Figure 6

p38 MAP kinase downregulates the transcription and the translation of E-selectin by modulating miR-146a and miR-31. (A) Endothelial cells were pretreated with 10 μM of p38 inhibitor SB203580, before being treated with IL-1β (20ng/ml) for four hours. Western blotting monitored the expression of E-selectin and the activities of p38 (anti-phospho-HSP27 (S⁸²)), NF-κB (anti-phospho-p65 (S⁵³⁶)) and c-Jun (anti-phospho-c-Jun (S⁶³)) signalling pathways. GAPDH was used as loading control. (B) Endothelial cells were transfected with 50 nM of miRNA inhibitors or control, before being pretreated with 10 μM of p38 inhibitor SB203580, and treated with IL-1β (20 ng/ml) for four hours.
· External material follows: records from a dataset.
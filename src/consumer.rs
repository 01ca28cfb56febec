//! Fetch, fan out, drain, repeat.
//!
//! Each batch returned by the [`Fetcher`] is processed by at most `concurrency`
//! tokio tasks at a time, and the next fetch only starts once every task of the
//! current batch has finished. Handler failures are logged and collected into a
//! [`BatchReport`]; they never stop the loop.
use crate::config::Config;
use crate::fetcher::Fetcher;
use crate::model::Event;
use crate::telegram::TransportError;
use async_trait::async_trait;
use std::convert::Infallible;
use std::fmt;
use std::sync::Arc;
use std::time::Duration;
use thiserror::Error;
use tokio::sync::Semaphore;
use tracing::{debug, error, info, instrument, warn};

#[async_trait]
pub trait Processor: Send + Sync + 'static {
    type Error: fmt::Display + fmt::Debug + Send + 'static;

    async fn process(&self, event: Event) -> Result<(), Self::Error>;
}

#[derive(Debug, Error)]
pub enum ConsumerError {
    #[error("worker pool closed")]
    PoolClosed,
}

#[derive(Debug, Clone, Copy, PartialEq, Eq)]
pub struct Settings {
    pub batch_size: u8,
    pub concurrency: usize,
    pub idle_backoff: Duration,
    pub error_backoff: Duration,
}

impl Default for Settings {
    fn default() -> Self {
        Self {
            batch_size: 100,
            concurrency: 5,
            idle_backoff: Duration::from_secs(1),
            error_backoff: Duration::ZERO,
        }
    }
}

impl Settings {
    pub fn from_config(cfg: &Config) -> Self {
        Self {
            batch_size: cfg.app.batch_size,
            concurrency: cfg.app.concurrency,
            idle_backoff: cfg.app.idle_backoff(),
            error_backoff: cfg.app.error_backoff(),
        }
    }
}

#[derive(Debug)]
pub enum FailureReason<E> {
    Error(E),
    Panicked(String),
}

/// A handler unit that did not complete successfully.
#[derive(Debug)]
pub struct HandlerFailure<E> {
    /// Position of the event in its batch.
    pub index: usize,
    pub reason: FailureReason<E>,
}

#[derive(Debug)]
pub struct BatchReport<E> {
    pub dispatched: usize,
    pub failed: Vec<HandlerFailure<E>>,
}

impl<E> BatchReport<E> {
    pub fn succeeded(&self) -> usize {
        self.dispatched - self.failed.len()
    }
}

/// Outcome of one loop iteration.
#[derive(Debug)]
pub enum Tick<E> {
    FetchFailed(TransportError),
    Idle,
    Drained(BatchReport<E>),
}

pub struct Consumer<F, P> {
    fetcher: F,
    processor: Arc<P>,
    settings: Settings,
    pool: Arc<Semaphore>,
}

impl<F, P> Consumer<F, P>
where
    F: Fetcher,
    P: Processor,
{
    pub fn new(fetcher: F, processor: Arc<P>, settings: Settings) -> Self {
        let pool = Arc::new(Semaphore::new(settings.concurrency));
        Self {
            fetcher,
            processor,
            settings,
            pool,
        }
    }

    /// Runs until the worker pool is closed, which only happens on a bug.
    pub async fn start(mut self) -> Result<Infallible, ConsumerError> {
        info!(
            batch_size = self.settings.batch_size,
            concurrency = self.settings.concurrency,
            "consumer started"
        );
        loop {
            match self.tick().await? {
                Tick::FetchFailed(err) => {
                    error!(?err, "consumer: can't fetch events");
                    if !self.settings.error_backoff.is_zero() {
                        tokio::time::sleep(self.settings.error_backoff).await;
                    }
                }
                Tick::Idle => tokio::time::sleep(self.settings.idle_backoff).await,
                Tick::Drained(report) if report.failed.is_empty() => {
                    debug!(dispatched = report.dispatched, "batch drained");
                }
                Tick::Drained(report) => {
                    warn!(
                        dispatched = report.dispatched,
                        failed = report.failed.len(),
                        "batch drained with failures"
                    );
                }
            }
        }
    }

    /// One fetch and, if it produced events, one fully drained batch.
    pub async fn tick(&mut self) -> Result<Tick<P::Error>, ConsumerError> {
        let events = match self.fetcher.fetch(self.settings.batch_size).await {
            Ok(events) => events,
            Err(err) => return Ok(Tick::FetchFailed(err)),
        };
        if events.is_empty() {
            return Ok(Tick::Idle);
        }
        self.dispatch(events).await.map(Tick::Drained)
    }

    #[instrument(skip_all, fields(batch = events.len()))]
    pub async fn dispatch(&self, events: Vec<Event>) -> Result<BatchReport<P::Error>, ConsumerError> {
        let dispatched = events.len();
        let mut handles = Vec::with_capacity(dispatched);

        for event in events {
            let permit = self
                .pool
                .clone()
                .acquire_owned()
                .await
                .map_err(|_| ConsumerError::PoolClosed)?;
            let processor = self.processor.clone();
            handles.push(tokio::spawn(async move {
                let _permit = permit;
                info!(kind = event.kind(), text = event.text(), "got new event");
                let res = processor.process(event).await;
                if let Err(err) = &res {
                    warn!(%err, "can't handle event");
                }
                res
            }));
        }

        let mut failed = Vec::new();
        for (index, handle) in handles.into_iter().enumerate() {
            let reason = match handle.await {
                Ok(Ok(())) => continue,
                Ok(Err(err)) => FailureReason::Error(err),
                Err(join_err) => {
                    error!(?join_err, index, "event handler aborted");
                    FailureReason::Panicked(join_err.to_string())
                }
            };
            failed.push(HandlerFailure { index, reason });
        }

        Ok(BatchReport { dispatched, failed })
    }
}
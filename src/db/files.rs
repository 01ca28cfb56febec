use super::model::StoredPage;
use super::{ItemStore, StorageError};
use crate::model::Item;
use async_trait::async_trait;
use rand::Rng;
use std::io::ErrorKind;
use std::path::{Path, PathBuf};
use tokio::fs;
use tracing::instrument;

/// Directory-per-owner page store: `<root>/<owner>/<hash>` holds one JSON record.
#[derive(Debug, Clone)]
pub struct FileStore {
    root: PathBuf,
}

impl FileStore {
    pub fn new(root: impl Into<PathBuf>) -> Self {
        Self { root: root.into() }
    }

    fn owner_dir(&self, owner: &str) -> PathBuf {
        self.root.join(owner)
    }

    fn page_path(&self, item: &Item) -> PathBuf {
        self.owner_dir(&item.owner).join(item.hash())
    }

    async fn decode(path: &Path) -> Result<Item, StorageError> {
        let bytes = fs::read(path).await?;
        let page: StoredPage = serde_json::from_slice(&bytes)?;
        Ok(page.into_item())
    }
}

#[async_trait]
impl ItemStore for FileStore {
    #[instrument(skip_all)]
    async fn save(&self, item: &Item) -> Result<(), StorageError> {
        fs::create_dir_all(self.owner_dir(&item.owner)).await?;
        let bytes = serde_json::to_vec(&StoredPage::from_item(item))?;
        fs::write(self.page_path(item), bytes).await?;
        Ok(())
    }

    #[instrument(skip_all)]
    async fn exists(&self, item: &Item) -> Result<bool, StorageError> {
        match fs::metadata(self.page_path(item)).await {
            Ok(_) => Ok(true),
            Err(err) if err.kind() == ErrorKind::NotFound => Ok(false),
            Err(err) => Err(err.into()),
        }
    }

    #[instrument(skip_all)]
    async fn pick_random(&self, owner: &str) -> Result<Option<Item>, StorageError> {
        let mut entries = match fs::read_dir(self.owner_dir(owner)).await {
            Ok(entries) => entries,
            Err(err) if err.kind() == ErrorKind::NotFound => return Ok(None),
            Err(err) => return Err(err.into()),
        };

        let mut paths = Vec::new();
        while let Some(entry) = entries.next_entry().await? {
            if entry.file_type().await?.is_file() {
                paths.push(entry.path());
            }
        }
        if paths.is_empty() {
            return Ok(None);
        }

        let idx = rand::thread_rng().gen_range(0..paths.len());
        Self::decode(&paths[idx]).await.map(Some)
    }

    #[instrument(skip_all)]
    async fn remove(&self, item: &Item) -> Result<(), StorageError> {
        fs::remove_file(self.page_path(item)).await?;
        Ok(())
    }
}
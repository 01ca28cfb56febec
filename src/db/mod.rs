//! Page storage: the `ItemStore` contract and its backends.
//!
//! - `repo`: SQLite backend on top of `sqlx`.
//! - `files`: one JSON file per page under `<root>/<owner>/<hash>`.
//! - `model`: the record persisted by the file backend.
//!
//! Stores address pages by [`Item::hash`] but do not enforce uniqueness; callers
//! check [`ItemStore::exists`] before [`ItemStore::save`].

pub mod files;
pub mod model;
pub mod repo;

use crate::model::Item;
use async_trait::async_trait;
use thiserror::Error;

pub use files::FileStore;
pub use repo::{init_pool, run_migrations, Pool, SqliteStore};

#[derive(Debug, Error)]
pub enum StorageError {
    #[error("database error: {0}")]
    Database(#[from] sqlx::Error),
    #[error("migration error: {0}")]
    Migrate(#[from] sqlx::migrate::MigrateError),
    #[error("I/O error: {0}")]
    Io(#[from] std::io::Error),
    #[error("corrupt page record: {0}")]
    Decode(#[from] serde_json::Error),
}

#[async_trait]
pub trait ItemStore: Send + Sync {
    async fn save(&self, item: &Item) -> Result<(), StorageError>;

    async fn exists(&self, item: &Item) -> Result<bool, StorageError>;

    /// A uniformly random page of `owner`, or `None` when nothing is saved.
    async fn pick_random(&self, owner: &str) -> Result<Option<Item>, StorageError>;

    async fn remove(&self, item: &Item) -> Result<(), StorageError>;
}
Analysis as in (A) The p-values are calculated comparing to the “antagomir ctrl/DMSO/IL-1β” group. (C) Endothelial cells were treated as in A. RT-qPCR monitored the level of E-selectin mRNA relative to GAPDH mRNA. (D) Endothelial cells were treated as in b., then analyzed as in (C,E) Endothelial cells were treated as in (B) Western blotting monitored the expression of E-selectin and the activities of p38 (anti-phospho-HSP27 (S⁸²) signalling pathway. GAPDH was used as loading control. The Western blots represent three independent experiments. The quantification are the mean values of three independent experiments, the error bars represent standard errors of three independent experiments, and the significance was analyzed using a Student’s t-test (*p < 0.05; **p < 0.01). N.D.: non detectable.